The handful of coup plotters headed and bankrolled by housing developer Cherno Njie, 57, of Austin, had expected presidential palace guards to flee at a shot in the air when they attacked on December 30, according to a federal complaint.
But guards returned fire, killing one group of attackers, and sympathetic Gambian soldiers failed to show up as expected. The rest of the 10 to 12 conspirators fled, their hopes shattered for a bloodless overthrow of President Yahya Jammeh and a restoration of democracy, the court document said.
Federal prosecutors in Minnesota charged Njie and Papa Faal, 46, a former US Army sergeant from Brooklyn Center, Minnesota, with conspiring to carry out a coup and a weapons violation. Both are US citizens with ties to Gambia.
“The United States strongly condemns such conspiracies. With these serious charges, the United States is committed to holding them fully responsible for their actions,” Attorney General Eric Holder said in a statement.
Jammeh, who took power in a coup 20 years ago and wields tight control of the impoverished nation, has said the attack was carried out by “terrorist groups backed by some foreign powers.”
After the coup bid, the United States and the United Nations both condemned any attempts to seize power.
A US criminal complaint said Njie had planned to serve as leader of Gambia, a nation of about 1.8 million people and the smallest country on mainland Africa.

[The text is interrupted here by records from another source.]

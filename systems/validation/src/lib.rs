#![deny(
    unsafe_code,
    missing_docs,
    dead_code,
    unused_results,
    non_snake_case,
    unreachable_pub
)]

//! Structural map validation ensuring every spawn rests above a platform.

use std::{collections::HashMap, fmt};

use brawl_arena_core::{BlockType, Direction, GridCell, GridGeometry, MapDescriptor, MapView};

/// Minimum number of spawn blocks a playable map must provide.
pub const MIN_SPAWNS: usize = 4;

/// Specific structural defect found in a map.
#[derive(Clone, Copy, Debug, PartialEq, Eq)]
pub enum ValidationFailure {
    /// The map does not provide enough spawn blocks.
    TooFewSpawns {
        /// Number of spawns found.
        found: usize,
    },
    /// A non-platform block sits between a spawn and the ground beneath it.
    SpawnBlocked {
        /// Cell of the affected spawn.
        spawn: GridCell,
        /// Type of the obstructing block.
        blocker: BlockType,
        /// Cell of the obstructing block.
        at: GridCell,
    },
    /// Nothing but empty cells lie beneath the spawn until the build area ends.
    SpawnUnsupported {
        /// Cell of the affected spawn.
        spawn: GridCell,
    },
}

impl fmt::Display for ValidationFailure {
    fn fmt(&self, f: &mut fmt::Formatter<'_>) -> fmt::Result {
        match self {
            Self::TooFewSpawns { found } => write!(
                f,
                "map needs at least {MIN_SPAWNS} spawn points but has {found}"
            ),
            Self::SpawnBlocked { spawn, blocker, at } => write!(
                f,
                "spawn at ({}, {}) is blocked by a {blocker:?} at ({}, {}) before reaching a platform",
                spawn.column(),
                spawn.row(),
                at.column(),
                at.row()
            ),
            Self::SpawnUnsupported { spawn } => write!(
                f,
                "spawn at ({}, {}) has no platform beneath it",
                spawn.column(),
                spawn.row()
            ),
        }
    }
}

/// Outcome of a validation pass.
#[derive(Clone, Debug, PartialEq, Eq)]
pub struct ValidationReport {
    /// Whether every check passed.
    pub valid: bool,
    /// Human-readable summary of the outcome.
    pub reason: String,
    /// Every defect found, in spawn order.
    pub failures: Vec<ValidationFailure>,
}

impl ValidationReport {
    fn from_failures(failures: Vec<ValidationFailure>) -> Self {
        if failures.is_empty() {
            return Self {
                valid: true,
                reason: "map is valid".to_owned(),
                failures,
            };
        }
        let reason = failures
            .iter()
            .map(ToString::to_string)
            .collect::<Vec<_>>()
            .join("; ");
        Self {
            valid: false,
            reason,
            failures,
        }
    }
}

/// Validates a set of blocks given as `(type, cell)` pairs in placement order.
#[must_use]
pub fn validate<I>(blocks: I, geometry: &GridGeometry) -> ValidationReport
where
    I: IntoIterator<Item = (BlockType, GridCell)>,
{
    let mut spawns = Vec::new();
    let mut by_cell: HashMap<GridCell, BlockType> = HashMap::new();
    for (kind, cell) in blocks {
        if kind == BlockType::Spawn {
            spawns.push(cell);
        }
        let _ = by_cell.entry(cell).or_insert(kind);
    }

    if spawns.len() < MIN_SPAWNS {
        return ValidationReport::from_failures(vec![ValidationFailure::TooFewSpawns {
            found: spawns.len(),
        }]);
    }

    let failures = spawns
        .into_iter()
        .filter_map(|spawn| check_spawn(spawn, &by_cell, geometry))
        .collect();
    ValidationReport::from_failures(failures)
}

/// Validates the active map captured in a world view.
#[must_use]
pub fn validate_view(view: &MapView, geometry: &GridGeometry) -> ValidationReport {
    validate(view.iter().map(|block| (block.kind, block.cell)), geometry)
}

/// Validates a persisted map without instantiating it.
#[must_use]
pub fn validate_descriptor(
    descriptor: &MapDescriptor,
    geometry: &GridGeometry,
) -> ValidationReport {
    validate(
        descriptor
            .blocks
            .iter()
            .map(|record| (record.kind, geometry.cell_of(record.position))),
        geometry,
    )
}

fn check_spawn(
    spawn: GridCell,
    blocks: &HashMap<GridCell, BlockType>,
    geometry: &GridGeometry,
) -> Option<ValidationFailure> {
    let mut cell = spawn.neighbor(Direction::Down);
    while geometry.contains_cell(cell) {
        match blocks.get(&cell) {
            Some(BlockType::Platform) => return None,
            Some(blocker) => {
                return Some(ValidationFailure::SpawnBlocked {
                    spawn,
                    blocker: *blocker,
                    at: cell,
                })
            }
            None => cell = cell.neighbor(Direction::Down),
        }
    }
    Some(ValidationFailure::SpawnUnsupported { spawn })
}

#[cfg(test)]
mod tests {
    use super::*;
    use brawl_arena_core::BuildArea;

    fn geometry() -> GridGeometry {
        GridGeometry::new(1.0, BuildArea::new(-6.0, 6.0, -4.0, 4.0))
    }

    #[test]
    fn reason_lists_every_failure() {
        let blocks = vec![
            (BlockType::Spawn, GridCell::new(-3, 2)),
            (BlockType::Spawn, GridCell::new(-1, 2)),
            (BlockType::Spawn, GridCell::new(1, 2)),
            (BlockType::Spawn, GridCell::new(3, 2)),
            (BlockType::Platform, GridCell::new(-3, 0)),
            (BlockType::Platform, GridCell::new(-1, 0)),
            (BlockType::Spike, GridCell::new(1, 1)),
        ];
        let report = validate(blocks, &geometry());

        assert!(!report.valid);
        assert_eq!(report.failures.len(), 2);
        assert!(report.reason.contains("blocked by a Spike"));
        assert!(report.reason.contains("spawn at (3, 2) has no platform"));
    }

    #[test]
    fn valid_report_has_no_failures() {
        let blocks = (0..4).flat_map(|column| {
            [
                (BlockType::Spawn, GridCell::new(column, 1)),
                (BlockType::Platform, GridCell::new(column, -3)),
            ]
        });
        let report = validate(blocks, &geometry());
        assert!(report.valid, "{}", report.reason);
        assert!(report.failures.is_empty());
    }
}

Njie is the president of Songhai Development Co LLC in Austin, which specializes in multifamily housing developments, including retirement properties. A Pentagon official said Faal had served a tour in Afghanistan and left the military in 2012.
The criminal complaint said that Faal, who had not lived in Gambia for 23 years, was approached by other conspirators in August.
Faal told the Federal Bureau of Investigation that all the plotters were of Gambian descent and most lived in the United States and Germany.